Le cabinet de Madrid a su utiliser sa victoire. À peine maître de la situation, il a proposé une mesure devant laquelle étaient successivement tombés deux gouvernemens, mais dont l’ajournement paralysait tout progrès matériel et moral en Espagne : la réforme générale des tarifs douaniers.

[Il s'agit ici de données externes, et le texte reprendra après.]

use crate::constants::TILE_SIZE;

#[derive(Debug, PartialEq, Eq, Clone, Copy, Hash)]
pub enum Direction {
    Up,
    Down,
    Left,
    Right,
    None,
}

impl Direction {
    pub const COMPASS: [Direction; 4] = [
        Direction::Up,
        Direction::Down,
        Direction::Left,
        Direction::Right,
    ];

    /// Unit step in (column, row) space.
    pub fn delta(self) -> (i32, i32) {
        match self {
            Direction::Up => (0, -1),
            Direction::Down => (0, 1),
            Direction::Left => (-1, 0),
            Direction::Right => (1, 0),
            Direction::None => (0, 0),
        }
    }

    pub fn opposite(self) -> Direction {
        match self {
            Direction::Up => Direction::Down,
            Direction::Down => Direction::Up,
            Direction::Left => Direction::Right,
            Direction::Right => Direction::Left,
            Direction::None => Direction::None,
        }
    }

    pub fn is_horizontal(self) -> bool {
        matches!(self, Direction::Left | Direction::Right)
    }
}

/// Grid address of a tile.
#[derive(Debug, PartialEq, Eq, Clone, Copy, Hash)]
pub struct Tile {
    pub row: i32,
    pub col: i32,
}

impl Tile {
    pub fn new(row: i32, col: i32) -> Self {
        Self { row, col }
    }

    /// The tile containing a pixel coordinate.
    pub fn containing(x: f32, y: f32) -> Self {
        Self {
            row: (y / TILE_SIZE).floor() as i32,
            col: (x / TILE_SIZE).floor() as i32,
        }
    }

    pub fn center(self) -> (f32, f32) {
        (
            self.col as f32 * TILE_SIZE + TILE_SIZE * 0.5,
            self.row as f32 * TILE_SIZE + TILE_SIZE * 0.5,
        )
    }

    pub fn step(self, dir: Direction) -> Self {
        let (dc, dr) = dir.delta();
        Self {
            row: self.row + dr,
            col: self.col + dc,
        }
    }
}

/// Position and heading shared by the player and the ghosts.
#[derive(Debug, Clone, PartialEq)]
pub struct Entity {
    pub x: f32,
    pub y: f32,
    pub direction: Direction,
    pub next_direction: Option<Direction>,
    pub speed: f32,
}

impl Entity {
    pub fn at_tile(tile: Tile, direction: Direction, speed: f32) -> Self {
        let (x, y) = tile.center();
        Self {
            x,
            y,
            direction,
            next_direction: None,
            speed,
        }
    }

    pub fn tile(&self) -> Tile {
        Tile::containing(self.x, self.y)
    }

    pub fn distance_to(&self, other: &Entity) -> f32 {
        let dx = self.x - other.x;
        let dy = self.y - other.y;
        (dx * dx + dy * dy).sqrt()
    }
}

#[derive(Debug, PartialEq, Eq, Clone, Copy)]
pub enum PelletKind {
    Normal,
    Power,
}

impl PelletKind {
    pub fn points(self) -> u32 {
        match self {
            PelletKind::Normal => crate::constants::PELLET_SCORE,
            PelletKind::Power => crate::constants::POWER_SCORE,
        }
    }
}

Les momens étaient précieux. Pour la première fois, les préoccupations de nationalité, les scrupules plus ou moins intelligens de libéralisme dont s’était jusque-là compliquée cette question, n’étaient pas en éveil. Les progressistes avaient autrefois accusé la France de provoquer la réforme douanière dans l’intention de fortifier au-delà des Pyrénées, à la faveur de l’extension des rapports commerciaux des deux pays, l’ascendant de sa politique modératrice et de ses intérêts de famille : par la nature même de nos institutions républicaines, par l’inaction de notre diplomatie depuis février, nous échappions désormais à ce double soupçon. Qui l’avait d’ailleurs formulé jusqu’ici ? La Grande-Bretagne, dont les calculs de monopole commercial ne pouvaient pas s’accommoder, nous l’avons dit, d’un abaissement général des tarifs. Or, l’impression de l’incident Bulwer était encore récente. Le Foreign-Office, par l’audace de ses prétentions de protectorat et de ses menées montemolinistes, s’était enlevé le droit d’exploiter des sentimens, des principes, qu’il avait brutalement outragés ou reniés. Il n’en avait plus surtout le moyen : l’ambassade anglaise de Madrid, ce quartier-général de guerre civile, où l’insurrection était sûre de trouver à point nommé l’encouragement pécuniaire de ses projets, la sanction de sa victoire, l’inviolabilité de sa défaite, l’ambassade anglaise était fermée cette fois. Quant à l’élément contrebandier, l’intérêt qui l’avait détaché des dernières tentatives factieuses subsistait toujours. S’il ne voulait pas d’un abaissement général des droits de douanes, il ne voulait pas non plus d’un traité avec l’Angleterre, conséquence à peu près inévitable du renversement des modérés. L’enjeu était au moins douteux, la partie dangereuse à coup sûr, témoin la rude leçon que le cabinet de Madrid venait de donner à d’autres insurgés. Restait l’élément manufacturier.